Instructions to follow: Please read the records below and return each line holding the string "separated".

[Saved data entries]
----

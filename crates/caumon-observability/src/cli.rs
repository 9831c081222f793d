//! CLI argument parsing for per-crate debug flags
//!
//! Supports flags like `--debug-caumon-realtime` to raise one crate to debug
//! level while the rest stay at the configured base level.

use std::collections::HashMap;
use std::env;

use crate::KNOWN_CRATES;

/// Per-crate debug flags parsed from arguments and `CAUMON_DEBUG`
///
/// # Example
/// ```rust
/// use caumon_observability::CrateDebugFlags;
///
/// let flags = CrateDebugFlags::from_args(vec!["--debug-caumon-realtime".to_string()]);
/// assert!(flags.is_enabled("caumon-realtime"));
/// ```
#[derive(Debug, Clone, Default)]
pub struct CrateDebugFlags {
    pub enabled_crates: HashMap<String, bool>,
}

impl CrateDebugFlags {
    /// Parse debug flags from command-line arguments
    ///
    /// Looks for arguments matching `--debug-{crate-name}` pattern.
    /// Also supports `--debug-all` to enable all crates.
    pub fn from_args<I>(args: I) -> Self
    where
        I: IntoIterator<Item = String>,
    {
        let mut enabled_crates = HashMap::new();
        let mut debug_all = false;

        for arg in args {
            if arg == "--debug-all" {
                debug_all = true;
                continue;
            }

            if let Some(crate_name) = arg.strip_prefix("--debug-") {
                enabled_crates.insert(crate_name.to_string(), true);
            }
        }

        if debug_all {
            for crate_name in KNOWN_CRATES {
                enabled_crates.insert(crate_name.to_string(), true);
            }
        }

        CrateDebugFlags { enabled_crates }
    }

    /// Check if debug is enabled for a specific crate
    pub fn is_enabled(&self, crate_name: &str) -> bool {
        self.enabled_crates.contains_key(crate_name)
    }

    /// Check if debug is enabled for any crate
    pub fn any_enabled(&self) -> bool {
        !self.enabled_crates.is_empty()
    }

    /// Build an `EnvFilter` directive string
    ///
    /// Format: `"caumon_realtime=debug,info"`. Crate names are converted to
    /// their module form since tracing targets use underscores.
    pub fn to_filter_string(&self, base_level: &str) -> String {
        let mut filters: Vec<String> = self
            .enabled_crates
            .keys()
            .map(|crate_name| format!("{}=debug", crate_name.replace('-', "_")))
            .collect();
        filters.sort();
        filters.push(base_level.to_lowercase());
        filters.join(",")
    }
}

/// Parse debug flags from process arguments and the `CAUMON_DEBUG` environment variable
///
/// Environment variable format: comma-separated crate names, or `all`.
pub fn parse_debug_flags() -> CrateDebugFlags {
    let mut flags = CrateDebugFlags::from_args(env::args());

    if let Ok(env_var) = env::var("CAUMON_DEBUG") {
        if env_var == "all" {
            for crate_name in KNOWN_CRATES {
                flags.enabled_crates.insert(crate_name.to_string(), true);
            }
        } else {
            for crate_name in env_var.split(',') {
                let crate_name = crate_name.trim();
                if !crate_name.is_empty() {
                    flags.enabled_crates.insert(crate_name.to_string(), true);
                }
            }
        }
    }

    flags
}

/// Generate help text for debug flags
pub fn debug_flags_help() -> String {
    format!(
        r#"Debug Flags:
  --debug-all                    Enable debug logging for all crates
  --debug-{{crate-name}}          Enable debug logging for specific crate

Available crates:
  {}

Environment Variable:
  CAUMON_DEBUG={{crate-name}}[,{{crate-name}}]  Enable debug for crates (comma-separated)
  CAUMON_DEBUG=all                               Enable debug for all crates
"#,
        KNOWN_CRATES.join(", ")
    )
}
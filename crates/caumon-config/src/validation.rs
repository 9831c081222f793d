//! Configuration validation
//!
//! Ensures configuration values are within ranges the ingestion service can
//! actually run with.

use crate::{ConfigError, ConfigResult, MonitorConfig};

/// Validation errors that can occur during config validation
#[derive(Debug, Clone)]
pub enum ConfigValidationError {
    MissingRequired { field: String },
    InvalidValue { field: String, reason: String },
}

impl std::fmt::Display for ConfigValidationError {
    fn fmt(&self, f: &mut std::fmt::Formatter<'_>) -> std::fmt::Result {
        match self {
            Self::MissingRequired { field } => {
                write!(f, "Missing required configuration: {}", field)
            }
            Self::InvalidValue { field, reason } => {
                write!(f, "Invalid configuration value for {}: {}", field, reason)
            }
        }
    }
}

/// Validate the complete configuration
///
/// # Errors
///
/// Returns `ConfigError::ValidationError` listing every problem found
pub fn validate_config(config: &MonitorConfig) -> ConfigResult<()> {
    let mut errors = Vec::new();

    validate_required_fields(config, &mut errors);
    validate_value_ranges(config, &mut errors);

    if !errors.is_empty() {
        let error_messages = errors
            .iter()
            .map(|e| format!("  - {}", e))
            .collect::<Vec<_>>()
            .join("\n");

        return Err(ConfigError::ValidationError(format!(
            "Configuration validation failed:\n{}",
            error_messages
        )));
    }

    Ok(())
}

fn validate_required_fields(config: &MonitorConfig, errors: &mut Vec<ConfigValidationError>) {
    if config.ingest.host.trim().is_empty() {
        errors.push(ConfigValidationError::MissingRequired {
            field: "ingest.host".to_string(),
        });
    }

    if config.session.output_file.as_os_str().is_empty() {
        errors.push(ConfigValidationError::MissingRequired {
            field: "session.output_file".to_string(),
        });
    }
}

fn validate_value_ranges(config: &MonitorConfig, errors: &mut Vec<ConfigValidationError>) {
    let positive = [
        ("ingest.accept_poll_interval_ms", config.ingest.accept_poll_interval_ms),
        ("ingest.read_timeout_ms", config.ingest.read_timeout_ms),
        ("session.join_timeout_ms", config.session.join_timeout_ms),
        ("engine.response_timeout_ms", config.engine.response_timeout_ms),
    ];

    for (field, value) in positive {
        if value == 0 {
            errors.push(ConfigValidationError::InvalidValue {
                field: field.to_string(),
                reason: "must be positive".to_string(),
            });
        }
    }
}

----

Finished task:
/// Environment variable format: comma-separated crate names, or `all`.
  CAUMON_DEBUG={{crate-name}}[,{{crate-name}}]  Enable debug for crates (comma-separated)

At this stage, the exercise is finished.